(Stored items)
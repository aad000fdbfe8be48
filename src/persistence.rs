//! Persisted controller state.
//!
//! The override flag and the cooldown ramp survive a restart so that a
//! reboot mid-cooking does not hand the fan back to the automatic machine
//! (or drop a running cooldown).  The blob is small JSON with short keys:
//!
//! ```text
//! {"ovr":true,"mts":1718000000,"cd":false,"cts":null,"typ":null}
//! ```
//!
//! Timestamps are Unix seconds.  A blob whose override start is older than
//! `persistence.max_restore_age_s` is ignored.

use log::{info, warn};
use serde::{Deserialize, Serialize};

use crate::app::ports::{StorageError, StoragePort};
use crate::fsm::cooldown::{CooldownKind, CooldownState};
use crate::manual::OverrideState;

pub const STATE_NAMESPACE: &str = "hood";
pub const STATE_KEY: &str = "state";

/// Upper bound on the encoded blob.
pub const MAX_STATE_BLOB: usize = 256;

#[derive(Debug, Clone, Copy, PartialEq, Eq, Default, Serialize, Deserialize)]
pub struct PersistedState {
    #[serde(rename = "ovr", default)]
    pub override_active: bool,
    #[serde(rename = "mts", default)]
    pub override_start_s: Option<u64>,
    #[serde(rename = "cd", default)]
    pub cooldown_active: bool,
    #[serde(rename = "cts", default)]
    pub cooldown_start_s: Option<u64>,
    #[serde(rename = "typ", default)]
    pub cooldown_kind: Option<CooldownKind>,
}

impl PersistedState {
    pub fn capture(ovr: OverrideState, cooldown: Option<CooldownState>) -> Self {
        Self {
            override_active: ovr.active,
            override_start_s: ovr.start_ms.map(|ms| ms / 1000),
            cooldown_active: cooldown.is_some(),
            cooldown_start_s: cooldown.map(|c| c.start_ms / 1000),
            cooldown_kind: cooldown.map(|c| c.kind),
        }
    }

    pub fn override_state(&self) -> OverrideState {
        OverrideState {
            active: self.override_active,
            start_ms: self.override_start_s.map(|s| s.saturating_mul(1000)),
        }
    }

    /// The stored cooldown, if the blob carries a complete one.
    pub fn cooldown_state(&self) -> Option<CooldownState> {
        if !self.cooldown_active {
            return None;
        }
        Some(CooldownState {
            start_ms: self.cooldown_start_s?.saturating_mul(1000),
            kind: self.cooldown_kind?,
        })
    }

    pub fn encode(&self) -> Result<Vec<u8>, serde_json::Error> {
        serde_json::to_vec(self)
    }

    pub fn decode(bytes: &[u8]) -> Result<Self, serde_json::Error> {
        serde_json::from_slice(bytes)
    }

    /// Fresh when the override start lies less than `max_age_s` in the past.
    /// A blob without an override start is never fresh.
    pub fn is_fresh(&self, now_ms: u64, max_age_s: u64) -> bool {
        self.override_start_s
            .is_some_and(|mts| (now_ms / 1000).saturating_sub(mts) < max_age_s)
    }
}

/// Outcome of [`load`].
#[derive(Debug, Clone, Copy, PartialEq, Eq)]
pub enum Restore {
    Fresh(PersistedState),
    Stale,
    Corrupt,
    Missing,
}

/// Read and classify the stored blob.
pub fn load(storage: &impl StoragePort, now_ms: u64, max_age_s: u64) -> Restore {
    let mut buf = [0u8; MAX_STATE_BLOB];
    let len = match storage.read(STATE_NAMESPACE, STATE_KEY, &mut buf) {
        Ok(len) => len,
        Err(StorageError::NotFound) => return Restore::Missing,
        Err(e) => {
            warn!("[PERSIST] Failed to read saved state: {e}");
            return Restore::Missing;
        }
    };

    match PersistedState::decode(&buf[..len]) {
        Ok(state) if state.is_fresh(now_ms, max_age_s) => {
            info!(
                "[PERSIST] Restored state (override={}, cooldown={})",
                state.override_active, state.cooldown_active
            );
            Restore::Fresh(state)
        }
        Ok(_) => {
            info!("[PERSIST] Saved state too old, using defaults");
            Restore::Stale
        }
        Err(e) => {
            warn!("[PERSIST] Saved state corrupt ({e}), using defaults");
            Restore::Corrupt
        }
    }
}

pub fn save(storage: &mut impl StoragePort, state: &PersistedState) -> Result<(), StorageError> {
    let bytes = state.encode().map_err(|_| StorageError::IoError)?;
    if bytes.len() > MAX_STATE_BLOB {
        return Err(StorageError::Full);
    }
    storage.write(STATE_NAMESPACE, STATE_KEY, &bytes)
}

(PROBLEM REQUIREMENTS) Only one stretch of the entries above is wanted: the lines from the one containing "Persisted controller state." through the one containing "Default, Serialize, Deserialize)]". Please reproduce it exactly.

(OUTPUT OF THE EXERCISE)
//! Persisted controller state.
//!
//! The override flag and the cooldown ramp survive a restart so that a
//! reboot mid-cooking does not hand the fan back to the automatic machine
//! (or drop a running cooldown).  The blob is small JSON with short keys:
//!
//! ```text
//! {"ovr":true,"mts":1718000000,"cd":false,"cts":null,"typ":null}
//! ```
//!
//! Timestamps are Unix seconds.  A blob whose override start is older than
//! `persistence.max_restore_age_s` is ignored.

use log::{info, warn};
use serde::{Deserialize, Serialize};

use crate::app::ports::{StorageError, StoragePort};
use crate::fsm::cooldown::{CooldownKind, CooldownState};
use crate::manual::OverrideState;

pub const STATE_NAMESPACE: &str = "hood";
pub const STATE_KEY: &str = "state";

/// Upper bound on the encoded blob.
pub const MAX_STATE_BLOB: usize = 256;

#[derive(Debug, Clone, Copy, PartialEq, Eq, Default, Serialize, Deserialize)]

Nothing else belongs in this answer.